_Task brief_:
Extract every line below that contains the word "spokes".

───── Entries shown

// Copyright 2025 eraflo
//
// Licensed under the Apache License, Version 2.0 (the "License");
// you may not use this file except in compliance with the License.
// You may obtain a copy of the License at
//
//     http://www.apache.org/licenses/LICENSE-2.0
//
// Unless required by applicable law or agreed to in writing, software
// distributed under the License is distributed on an "AS IS" BASIS,
// WITHOUT WARRANTIES OR CONDITIONS OF ANY KIND, either express or implied.
// See the License for the specific language governing permissions and
// limitations under the License.

use goo_core::math::Vec2;
use goo_lanes::physics_lane::PhysicsWorld;

use super::{AiState, Pilot, StateFactory};

/// States of flying AIs: `Stop`, `RandomFly` and `Seek`.
#[derive(Debug, Default, Clone, Copy)]
pub struct FlyingStateFactory;

impl FlyingStateFactory {
    /// Every state name this factory knows.
    pub const STATES: [&'static str; 3] = [StopState::NAME, RandomFlyState::NAME, SeekState::NAME];
}

impl StateFactory for FlyingStateFactory {
    fn create(&self, name: &str) -> Option<Box<dyn AiState>> {
        match name {
            StopState::NAME => Some(Box::new(StopState)),
            RandomFlyState::NAME => Some(Box::new(RandomFlyState)),
            SeekState::NAME => Some(Box::new(SeekState)),
            _ => None,
        }
    }
}

/// Halts the body and keeps it idle.
#[derive(Debug)]
pub struct StopState;

impl StopState {
    pub const NAME: &'static str = "Stop";
}

impl AiState for StopState {
    fn name(&self) -> &'static str {
        Self::NAME
    }

    fn enter(&mut self, pilot: &mut Pilot, physics: &mut PhysicsWorld) {
        pilot.steering.set_target(None);
        physics.set_linear_velocity(pilot.body, Vec2::ZERO);
    }

    fn update(&mut self, _dt: f32, _pilot: &mut Pilot, _physics: &mut PhysicsWorld) {}
}

/// Wanders around.
#[derive(Debug)]
pub struct RandomFlyState;

impl RandomFlyState {
    pub const NAME: &'static str = "RandomFly";
}

impl AiState for RandomFlyState {
    fn name(&self) -> &'static str {
        Self::NAME
    }

    fn enter(&mut self, pilot: &mut Pilot, _physics: &mut PhysicsWorld) {
        pilot.steering.set_wander_enabled(true);
    }

    fn exit(&mut self, pilot: &mut Pilot, _physics: &mut PhysicsWorld) {
        pilot.steering.set_wander_enabled(false);
    }

    fn update(&mut self, dt: f32, pilot: &mut Pilot, physics: &mut PhysicsWorld) {
        pilot.steering.wander(pilot.body, dt, physics);
    }
}

/// Steers toward the pilot's configured target.
#[derive(Debug)]
pub struct SeekState;

impl SeekState {
    pub const NAME: &'static str = "Seek";
}

impl AiState for SeekState {
    fn name(&self) -> &'static str {
        Self::NAME
    }

    fn enter(&mut self, pilot: &mut Pilot, _physics: &mut PhysicsWorld) {
        if pilot.home_target.is_none() {
            log::warn!("Seek entered without a target for {}.", pilot.body);
        }
        pilot.steering.set_target(pilot.home_target);
    }

    fn exit(&mut self, pilot: &mut Pilot, _physics: &mut PhysicsWorld) {
        pilot.steering.set_target(None);
    }

    fn update(&mut self, dt: f32, pilot: &mut Pilot, physics: &mut PhysicsWorld) {
        pilot.steering.seek(pilot.body, dt, physics);
    }
}

#[cfg(test)]
mod tests {
    use super::*;

    #[test]
    fn test_factory_knows_the_flying_states() {
        let factory = FlyingStateFactory;
        for name in FlyingStateFactory::STATES {
            assert_eq!(factory.create(name).map(|s| s.name()), Some(name));
        }
        assert!(factory.create("Swim").is_none());
    }
}
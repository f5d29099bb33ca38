// Copyright 2025 eraflo
//
// Licensed under the Apache License, Version 2.0 (the "License");
// you may not use this file except in compliance with the License.
// You may obtain a copy of the License at
//
//     http://www.apache.org/licenses/LICENSE-2.0
//
// Unless required by applicable law or agreed to in writing, software
// distributed under the License is distributed on an "AS IS" BASIS,
// WITHOUT WARRANTIES OR CONDITIONS OF ANY KIND, either express or implied.
// See the License for the specific language governing permissions and
// limitations under the License.

//! Blob Lane
//!
//! Soft-body "blobs": one center body ringed by outer bodies, tied together
//! with spoke and rim distance joints. The lane builds them, tracks their
//! integrity and radius, and tears them down exactly once.

mod builder;
mod controller;
mod params;

pub use builder::*;
pub use controller::*;
pub use params::*;
// Copyright 2025 eraflo
//
// Licensed under the Apache License, Version 2.0 (the "License");
// you may not use this file except in compliance with the License.
// You may obtain a copy of the License at
//
//     http://www.apache.org/licenses/LICENSE-2.0
//
// Unless required by applicable law or agreed to in writing, software
// distributed under the License is distributed on an "AS IS" BASIS,
// WITHOUT WARRANTIES OR CONDITIONS OF ANY KIND, either express or implied.
// See the License for the specific language governing permissions and
// limitations under the License.

//! AI-controlled flying agents and their behavior state machine.

mod agent;
mod state_machine;
mod states;

pub use agent::*;
pub use state_machine::*;
pub use states::*;
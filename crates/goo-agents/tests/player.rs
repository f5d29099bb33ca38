// Copyright 2025 eraflo
//
// Licensed under the Apache License, Version 2.0 (the "License");
// you may not use this file except in compliance with the License.
// You may obtain a copy of the License at
//
//     http://www.apache.org/licenses/LICENSE-2.0
//
// Unless required by applicable law or agreed to in writing, software
// distributed under the License is distributed on an "AS IS" BASIS,
// WITHOUT WARRANTIES OR CONDITIONS OF ANY KIND, either express or implied.
// See the License for the specific language governing permissions and
// limitations under the License.

mod common;

use approx::assert_relative_eq;
use common::{contact, Harness};
use goo_agents::player_agent::{PlayerAgent, PlayerParams};
use goo_agents::solid_agent::{SolidAgent, SolidParams};
use goo_agents::collectable_agent::{CollectableAgent, CollectableParams};
use goo_agents::AgentParams;
use goo_core::agent::AgentId;
use goo_core::event::{EventData, EventKind};
use goo_core::math::Vec2;
use goo_core::physics::{BodyHandle, ContactPhase};

fn spawn_player(h: &mut Harness) -> AgentId {
    h.create("player", AgentParams::Player(PlayerParams::default()))
}

fn spawn_ground(h: &mut Harness) -> (AgentId, BodyHandle) {
    let id = h.create(
        "ground",
        AgentParams::Solid(SolidParams::static_box(
            Vec2::new(0.0, -6.0),
            Vec2::new(20.0, 1.0),
        )),
    );
    let body = h
        .registry
        .borrow()
        .agent_as::<SolidAgent>("ground")
        .and_then(|s| s.body())
        .unwrap();
    (id, body)
}

fn with_player<R>(h: &Harness, f: impl FnOnce(&PlayerAgent) -> R) -> R {
    let registry = h.registry.borrow();
    f(registry.agent_as::<PlayerAgent>("player").unwrap())
}

fn main_outer(h: &Harness) -> BodyHandle {
    with_player(h, |p| p.main_blob().unwrap().outer_bodies()[0])
}

fn throw(h: &mut Harness) {
    h.queue(EventData::ShootBlob {
        target: Vec2::new(5.0, 0.0),
        force: 1.0,
    });
    h.tick_agents(0.0);
}

#[test]
fn test_small_hit_from_static_body_costs_ten_integrity() {
    let mut h = Harness::new();
    let (ground, ground_body) = spawn_ground(&mut h);
    let player = spawn_player(&mut h);
    let outer = main_outer(&h);

    let delivered = h.trigger(contact(
        ContactPhase::Result,
        (ground_body, Some(ground)),
        (outer, Some(player)),
        25.0,
    ));
    assert!(delivered);

    with_player(&h, |p| {
        let main = p.main_blob().unwrap();
        assert_relative_eq!(main.integrity(), 90.0);
        assert_relative_eq!(main.radius(), 2.0 - 2.0 / 30.0, epsilon = 1e-5);
    });

    h.tick_agents(0.0);
    let recorder = h.recorder.borrow();
    assert_eq!(recorder.count(EventKind::BlobHealthChanged), 1);
    assert!(matches!(
        recorder.events[0].data(),
        EventData::BlobHealthChanged { integrity, is_main: true, .. } if *integrity == 90.0
    ));
}

#[test]
fn test_hit_at_twice_the_threshold_takes_the_heavy_tier() {
    let mut h = Harness::new();
    let (ground, ground_body) = spawn_ground(&mut h);
    let player = spawn_player(&mut h);
    let outer = main_outer(&h);
    let threshold = with_player(&h, |p| p.main_blob().unwrap().params().damage_force);

    assert!(h.trigger(contact(
        ContactPhase::Result,
        (ground_body, Some(ground)),
        (outer, Some(player)),
        2.0 * threshold,
    )));

    with_player(&h, |p| {
        let main = p.main_blob().unwrap();
        assert_relative_eq!(main.integrity(), 80.0);
        assert_relative_eq!(main.radius(), 2.0 - 2.0 / 10.0, epsilon = 1e-5);
    });
}

#[test]
fn test_contact_between_own_blobs_does_no_damage() {
    let mut h = Harness::new();
    let player = spawn_player(&mut h);
    throw(&mut h);
    let (outer, thrown) = with_player(&h, |p| {
        (
            p.main_blob().unwrap().outer_bodies()[0],
            p.secondary_blob().unwrap().id(),
        )
    });

    h.trigger(contact(
        ContactPhase::Result,
        (outer, Some(player)),
        (thrown, Some(player)),
        500.0,
    ));
    with_player(&h, |p| assert_relative_eq!(p.main_blob().unwrap().integrity(), 80.0));
}

#[test]
fn test_throw_then_change_keeps_main_in_control() {
    let mut h = Harness::new();
    spawn_player(&mut h);

    h.queue(EventData::ShootBlob {
        target: Vec2::new(5.0, 0.0),
        force: 1.0,
    });
    h.queue(EventData::ChangeBlobControl);
    h.tick_agents(0.0);

    with_player(&h, |p| {
        assert!(p.secondary_blob().is_some());
        assert!(!p.is_controlling_secondary());
        assert!(p.main_blob().unwrap().is_active());
        assert_relative_eq!(p.main_blob().unwrap().integrity(), 80.0);
        let thrown = p.secondary_blob().unwrap();
        assert_relative_eq!(thrown.radius(), 1.0);
        assert_relative_eq!(thrown.integrity(), 50.0);
        assert_eq!(thrown.bodies().count(), 7);
        let main_params = p.main_blob().unwrap().params();
        assert_relative_eq!(
            thrown.params().spoke_frequency,
            main_params.spoke_frequency * 0.5
        );
    });

    // Lockout over: control goes to the thrown blob.
    h.tick_agents(0.6);
    h.queue(EventData::ChangeBlobControl);
    h.tick_agents(0.0);
    with_player(&h, |p| {
        assert!(p.is_controlling_secondary());
        assert!(p.secondary_blob().unwrap().is_active());
        assert!(!p.main_blob().unwrap().is_active());
    });

    // Locked out again right after the change.
    h.queue(EventData::ChangeBlobControl);
    h.tick_agents(0.0);
    with_player(&h, |p| assert!(p.is_controlling_secondary()));

    h.tick_agents(0.6);
    h.queue(EventData::ChangeBlobControl);
    h.tick_agents(0.0);
    with_player(&h, |p| {
        assert!(!p.is_controlling_secondary());
        assert!(p.secondary_blob().is_none());
        assert_eq!(p.scattered_blobs().len(), 1);
        assert!(!p.scattered_blobs()[0].is_active());
        assert!(p.main_blob().unwrap().is_active());
    });
}

#[test]
fn test_throw_needs_integrity_and_no_secondary() {
    let mut h = Harness::new();
    spawn_player(&mut h);
    throw(&mut h);
    throw(&mut h);
    with_player(&h, |p| {
        assert_relative_eq!(p.main_blob().unwrap().integrity(), 80.0);
        assert!(p.scattered_blobs().is_empty());
    });

    let mut h = Harness::new();
    h.create(
        "player",
        AgentParams::Player(PlayerParams {
            critical_integrity: 100.0,
            ..Default::default()
        }),
    );
    throw(&mut h);
    with_player(&h, |p| assert!(p.secondary_blob().is_none()));
}

#[test]
fn test_touching_blob_merges_back_after_merge_time() {
    let mut h = Harness::new();
    let player = spawn_player(&mut h);
    throw(&mut h);
    let (outer, thrown) = with_player(&h, |p| {
        (
            p.main_blob().unwrap().outer_bodies()[0],
            p.secondary_blob().unwrap().outer_bodies()[4],
        )
    });
    let thrown_id = with_player(&h, |p| p.secondary_blob().unwrap().id());

    for (a, b) in [(outer, thrown), (thrown, outer)] {
        h.trigger(contact(
            ContactPhase::Added,
            (a, Some(player)),
            (b, Some(player)),
            0.0,
        ));
    }
    with_player(&h, |p| assert_eq!(p.merge_contacts(thrown_id), 2));

    h.tick_agents(0.6);
    with_player(&h, |p| assert!(p.secondary_blob().is_some()));
    h.tick_agents(0.6);
    with_player(&h, |p| {
        assert!(p.secondary_blob().is_none());
        assert!(p.scattered_blobs().is_empty());
        assert_relative_eq!(p.main_blob().unwrap().integrity(), 90.0);
    });
    assert_eq!(h.recorder.borrow().count(EventKind::BlobDeath), 1);
    assert_eq!(h.world().body_count(), 9);
}

#[test]
fn test_contact_ending_cancels_merge() {
    let mut h = Harness::new();
    let player = spawn_player(&mut h);
    throw(&mut h);
    let (outer, thrown) = with_player(&h, |p| {
        (
            p.main_blob().unwrap().outer_bodies()[0],
            p.secondary_blob().unwrap().id(),
        )
    });

    h.trigger(contact(ContactPhase::Added, (outer, Some(player)), (thrown, Some(player)), 0.0));
    h.tick_agents(0.6);
    h.trigger(contact(ContactPhase::Removed, (outer, Some(player)), (thrown, Some(player)), 0.0));
    h.tick_agents(0.6);
    with_player(&h, |p| assert!(p.secondary_blob().is_some()));
}

#[test]
fn test_collectable_is_claimed_once() {
    let mut h = Harness::new();
    let player = spawn_player(&mut h);
    let coin = h.create(
        "coin",
        AgentParams::Collectable(CollectableParams {
            position: Vec2::new(10.0, 0.0),
            points: 25,
            ..Default::default()
        }),
    );
    let coin_body = h
        .registry
        .borrow()
        .agent_as::<CollectableAgent>("coin")
        .and_then(|c| c.body())
        .unwrap();
    let outer = main_outer(&h);

    for _ in 0..2 {
        h.trigger(contact(
            ContactPhase::Added,
            (outer, Some(player)),
            (coin_body, Some(coin)),
            0.0,
        ));
    }
    h.tick_agents(0.0);

    assert_eq!(h.recorder.borrow().count(EventKind::Collected), 1);
    with_player(&h, |p| assert_eq!(p.score(), 25));
    {
        let registry = h.registry.borrow();
        let coin_agent = registry.agent_as::<CollectableAgent>("coin").unwrap();
        assert_eq!(coin_agent.collected_by(), Some(player));
    }

    h.tick_agents(1.0);
    assert!(!h.registry.borrow().is_live(coin));
    h.tick_agents(0.0);
    assert!(h.registry.borrow().agent("coin").is_none());
}

#[test]
fn test_no_pickup_while_a_blob_is_thrown() {
    let mut h = Harness::new();
    let player = spawn_player(&mut h);
    let coin = h.create(
        "coin",
        AgentParams::Collectable(CollectableParams {
            position: Vec2::new(-10.0, 0.0),
            ..Default::default()
        }),
    );
    let coin_body = h
        .registry
        .borrow()
        .agent_as::<CollectableAgent>("coin")
        .and_then(|c| c.body())
        .unwrap();
    throw(&mut h);
    let outer = main_outer(&h);

    h.trigger(contact(
        ContactPhase::Added,
        (outer, Some(player)),
        (coin_body, Some(coin)),
        0.0,
    ));
    h.tick_agents(0.0);
    assert_eq!(h.recorder.borrow().count(EventKind::Collected), 0);
}

#[test]
fn test_lethal_hit_ends_the_game() {
    let mut h = Harness::new();
    let (ground, ground_body) = spawn_ground(&mut h);
    let player = spawn_player(&mut h);
    throw(&mut h);
    let outer = main_outer(&h);

    h.trigger(contact(
        ContactPhase::Result,
        (ground_body, Some(ground)),
        (outer, Some(player)),
        60.0,
    ));

    // Triggered synchronously, before any drain.
    assert_eq!(h.recorder.borrow().count(EventKind::GameOver), 1);
    assert!(!h.registry.borrow().is_live(player));
    assert_eq!(h.world().body_count(), 1);

    h.tick_agents(0.0);
    assert!(h.registry.borrow().agent("player").is_none());
    assert_eq!(h.registry.borrow().live_count(), 1);
    assert_eq!(h.recorder.borrow().count(EventKind::BlobDeath), 2);
}

#[test]
fn test_out_of_limits_kills_player_only_for_main_blob() {
    let mut h = Harness::new();
    let player = spawn_player(&mut h);
    throw(&mut h);
    let thrown = with_player(&h, |p| p.secondary_blob().unwrap().id());

    assert!(h.trigger(EventData::OutOfLimits {
        agent: Some(player),
        body: thrown,
    }));
    with_player(&h, |p| assert!(p.secondary_blob().is_none()));
    assert!(h.registry.borrow().is_live(player));

    let outer = main_outer(&h);
    h.trigger(EventData::OutOfLimits {
        agent: Some(player),
        body: outer,
    });
    assert!(!h.registry.borrow().is_live(player));
    assert_eq!(h.recorder.borrow().count(EventKind::GameOver), 1);
}

#[test]
fn test_sacrifice_prefers_secondary_then_newest_scattered() {
    let mut h = Harness::new();
    spawn_player(&mut h);
    throw(&mut h);
    h.tick_agents(0.6);
    h.queue(EventData::ChangeBlobControl);
    h.tick_agents(0.0);
    h.tick_agents(0.6);
    h.queue(EventData::ChangeBlobControl);
    h.tick_agents(0.0);
    throw(&mut h);
    with_player(&h, |p| {
        assert_eq!(p.scattered_blobs().len(), 1);
        assert!(p.secondary_blob().is_some());
    });

    h.queue(EventData::SacrificeBlob);
    h.tick_agents(0.0);
    with_player(&h, |p| {
        assert!(p.secondary_blob().is_none());
        assert_eq!(p.scattered_blobs().len(), 1);
    });

    h.queue(EventData::SacrificeBlob);
    h.tick_agents(0.0);
    with_player(&h, |p| assert!(p.scattered_blobs().is_empty()));

    h.queue(EventData::SacrificeBlob);
    h.tick_agents(0.0);
    h.tick_agents(0.0);
    assert_eq!(h.recorder.borrow().count(EventKind::BlobDeath), 2);
}
// Copyright 2025 eraflo
//
// Licensed under the Apache License, Version 2.0 (the "License");
// you may not use this file except in compliance with the License.
// You may obtain a copy of the License at
//
//     http://www.apache.org/licenses/LICENSE-2.0
//
// Unless required by applicable law or agreed to in writing, software
// distributed under the License is distributed on an "AS IS" BASIS,
// WITHOUT WARRANTIES OR CONDITIONS OF ANY KIND, either express or implied.
// See the License for the specific language governing permissions and
// limitations under the License.

use rapier2d::prelude::*;

/// Collision group index stored in the low bits of a collider's user data.
pub(crate) fn group_index(collider: &Collider) -> i32 {
    collider.user_data as u32 as i32
}

/// Encodes a group index into collider user data.
pub(crate) fn encode_group(group_index: i32) -> u128 {
    group_index as u32 as u128
}

/// Applies the signed collision group rule: shapes sharing a negative group
/// never collide, shapes sharing a positive group always do.
pub(crate) struct GroupFilter;

impl PhysicsHooks for GroupFilter {
    fn filter_contact_pair(&self, context: &PairFilterContext) -> Option<SolverFlags> {
        let (Some(c1), Some(c2)) = (
            context.colliders.get(context.collider1),
            context.colliders.get(context.collider2),
        ) else {
            return Some(SolverFlags::COMPUTE_IMPULSES);
        };
        let (g1, g2) = (group_index(c1), group_index(c2));
        if g1 == g2 && g1 < 0 {
            None
        } else {
            Some(SolverFlags::COMPUTE_IMPULSES)
        }
    }

    fn filter_intersection_pair(&self, context: &PairFilterContext) -> bool {
        match (
            context.colliders.get(context.collider1),
            context.colliders.get(context.collider2),
        ) {
            (Some(c1), Some(c2)) => {
                let (g1, g2) = (group_index(c1), group_index(c2));
                !(g1 == g2 && g1 < 0)
            }
            _ => true,
        }
    }
}
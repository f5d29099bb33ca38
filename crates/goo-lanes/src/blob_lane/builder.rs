// Copyright 2025 eraflo
//
// Licensed under the Apache License, Version 2.0 (the "License");
// you may not use this file except in compliance with the License.
// You may obtain a copy of the License at
//
//     http://www.apache.org/licenses/LICENSE-2.0
//
// Unless required by applicable law or agreed to in writing, software
// distributed under the License is distributed on an "AS IS" BASIS,
// WITHOUT WARRANTIES OR CONDITIONS OF ANY KIND, either express or implied.
// See the License for the specific language governing permissions and
// limitations under the License.

use goo_core::agent::AgentId;
use goo_core::math::{Vec2, TAU};
use goo_core::physics::{BodyDef, BodyHandle, JointDef, JointHandle, ShapeDef};

use super::{BlobController, BlobParams};
use crate::physics_lane::{PhysicsError, PhysicsWorld};

/// Wires the bodies and joints of a blob.
///
/// Every body of one blob shares a freshly allocated negative collision
/// group, so the blob never collides with itself.
#[derive(Debug, Clone)]
pub struct BlobBuilder {
    params: BlobParams,
    owner: Option<AgentId>,
}

impl BlobBuilder {
    /// Starts a builder from `params`.
    pub fn new(params: BlobParams) -> Self {
        Self {
            params,
            owner: None,
        }
    }

    /// Tags every body of the blob with `owner`.
    pub fn owner(mut self, owner: AgentId) -> Self {
        self.owner = Some(owner);
        self
    }

    /// Shrinks the blob by `scale` and moves it to `position`.
    pub fn scaled(mut self, scale: f32, position: Vec2) -> Self {
        self.params = self.params.scaled(scale, position);
        self
    }

    /// Creates the blob in `world`.
    ///
    /// ## Returns
    /// The controller of the new blob. If a joint is rejected, every body
    /// created so far is released again and the error is returned.
    pub fn build(self, world: &mut PhysicsWorld) -> Result<BlobController, PhysicsError> {
        let params = self.params;
        let group = world.allocate_group();
        let shape = |radius: f32| ShapeDef {
            density: params.density,
            friction: params.friction,
            restitution: params.restitution,
            group_index: group,
            ..ShapeDef::circle(radius)
        };

        let center = world.create_body(
            &BodyDef {
                position: params.position,
                owner: self.owner,
                shapes: vec![shape(params.center_radius)],
                ..Default::default()
            },
            None,
        )?;

        let mut outer = Vec::with_capacity(params.outer_count);
        for i in 0..params.outer_count {
            let angle = TAU * i as f32 / params.outer_count as f32;
            let body = world.create_body(
                &BodyDef {
                    position: params.position + Vec2::from_angle(angle) * params.radius,
                    owner: self.owner,
                    shapes: vec![shape(params.outer_radius)],
                    ..Default::default()
                },
                None,
            )?;
            outer.push(body);
        }

        let (spokes, rim) = match wire(world, &params, center, &outer) {
            Ok(joints) => joints,
            Err(err) => {
                // Joints die with their bodies.
                for body in std::iter::once(center).chain(outer.iter().copied()) {
                    let _ = world.destroy_body(body);
                }
                return Err(err);
            }
        };

        log::debug!(
            "Built blob {center} with {} outer bodies, radius {:.2}, group {group}.",
            outer.len(),
            params.radius
        );
        Ok(BlobController::new(
            params, self.owner, center, outer, spokes, rim,
        ))
    }
}

fn wire(
    world: &mut PhysicsWorld,
    params: &BlobParams,
    center: BodyHandle,
    outer: &[BodyHandle],
) -> Result<(Vec<JointHandle>, Vec<JointHandle>), PhysicsError> {
    let mut spokes = Vec::with_capacity(outer.len());
    for &body in outer {
        spokes.push(world.create_joint(
            &JointDef {
                frequency_hz: params.spoke_frequency,
                damping_ratio: params.spoke_damping,
                ..JointDef::distance(center, body, params.radius)
            },
            None,
        )?);
    }

    let mut rim = Vec::new();
    if outer.len() >= 2 {
        let length = params.rim_length(params.radius);
        // Two outer bodies need a single rim joint, not a doubled one.
        let count = if outer.len() == 2 { 1 } else { outer.len() };
        for i in 0..count {
            let (body, next) = (outer[i], outer[(i + 1) % outer.len()]);
            rim.push(world.create_joint(
                &JointDef {
                    frequency_hz: params.rim_frequency,
                    damping_ratio: params.rim_damping,
                    ..JointDef::distance(body, next, length)
                },
                None,
            )?);
        }
    }
    Ok((spokes, rim))
}

#[cfg(test)]
mod tests {
    use super::*;
    use approx::assert_relative_eq;
    use goo_infra::NativeWorld;

    #[test]
    fn test_builds_center_ring_and_joints() {
        let mut world = PhysicsWorld::new(Box::new(NativeWorld::new(Vec2::ZERO)));
        let owner = AgentId::new(2, 0);
        let blob = BlobBuilder::new(BlobParams::default())
            .owner(owner)
            .build(&mut world)
            .unwrap();

        assert_eq!(world.body_count(), 9);
        assert_eq!(world.simulator().joint_count(), 16);
        assert_eq!(blob.outer_bodies().len(), 8);
        for body in blob.bodies() {
            assert_eq!(world.owner_of(body), Some(owner));
        }
        let first = world.position(blob.outer_bodies()[0]).unwrap();
        assert_relative_eq!(first.x, 2.0, epsilon = 1e-5);
        assert_relative_eq!(first.y, 0.0, epsilon = 1e-5);
        for spoke in blob.spokes() {
            assert_relative_eq!(world.joint_length(*spoke).unwrap(), 2.0);
        }
    }

    #[test]
    fn test_scaled_blob_is_smaller_and_in_its_own_group() {
        let mut world = PhysicsWorld::new(Box::new(NativeWorld::new(Vec2::ZERO)));
        let main = BlobBuilder::new(BlobParams::default())
            .build(&mut world)
            .unwrap();
        let thrown = BlobBuilder::new(BlobParams::default())
            .scaled(0.5, Vec2::new(10.0, 0.0))
            .build(&mut world)
            .unwrap();

        assert_relative_eq!(thrown.radius(), 1.0);
        assert_ne!(main.id(), thrown.id());
        assert_eq!(world.position(thrown.id()), Some(Vec2::new(10.0, 0.0)));
    }
}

──────────

_Exercise result_:
        let (spokes, rim) = match wire(world, &params, center, &outer) {
            params, self.owner, center, outer, spokes, rim,
    let mut spokes = Vec::with_capacity(outer.len());
        spokes.push(world.create_joint(
    Ok((spokes, rim))
        for spoke in blob.spokes() {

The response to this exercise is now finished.